Le second évènement a été mon intégration en septembre 2013 à l’Unité Inserm 825 « Imagerie cérébrale et handicaps neurologiques » (UMR 825 Inserm/UPS) devenue « Toulouse Neuro Imaging Center » (ToNIC, UMR 1214 Inserm/UPS) » au 1 janvier 2016. Sans doute porté par l’esprit de l’énigmatique Prof. Glloq, dont mon directeur de DEA avait souligné l’influence sur son parcours, ce changement de laboratoire a contribué à faire décoller mes travaux 11 relatifs à la redondance musculaire chez des patients présentant une altération de la fonction motrice.
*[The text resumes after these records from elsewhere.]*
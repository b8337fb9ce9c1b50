pub mod calendar;

/// Whole minutes of work time. Signed so it can be handed straight to
/// `chrono::TimeDelta::minutes`.
pub type Minutes = i64;

/// Whole hours of work time.
pub type WorkHours = i32;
Plus sérieusement, à la suite de la thèse de David Gasq que j’ai co-dirigée sur l’application de l’analyse temps-fréquence à l’évaluation de l’instabilité posturale chez le patient neurologique (Gasq, 2015), ce nouveau rattachement a enrichi mes travaux de recherche fondamentale en me permettant d’étudier les plasticités centrales et périphériques associées à l’altération de la co-contraction agoniste/antagoniste chez des patients cérébro-lésés. Il a également permis de donner une perspective clinique et translationnelle à mes travaux, en étroite collaboration avec les services des Explorations Fonctionnelles Physiologiques (ch. de serv. : Ivan Tack) et de Médecine Physique et de Réadaptation à l’hôpital Rangueil (ch. de serv. : Philippe Marque) du CHU de Toulouse.

11 « Un brin d’humour ne fait jamais de mal », comme le rappelle de manière convaincante Michel, alias Didier Bourdon, dans Youpi Matin, sketch parodique de l’émission Télématin présenté par William Leymergie (Les Inconnus, 1991).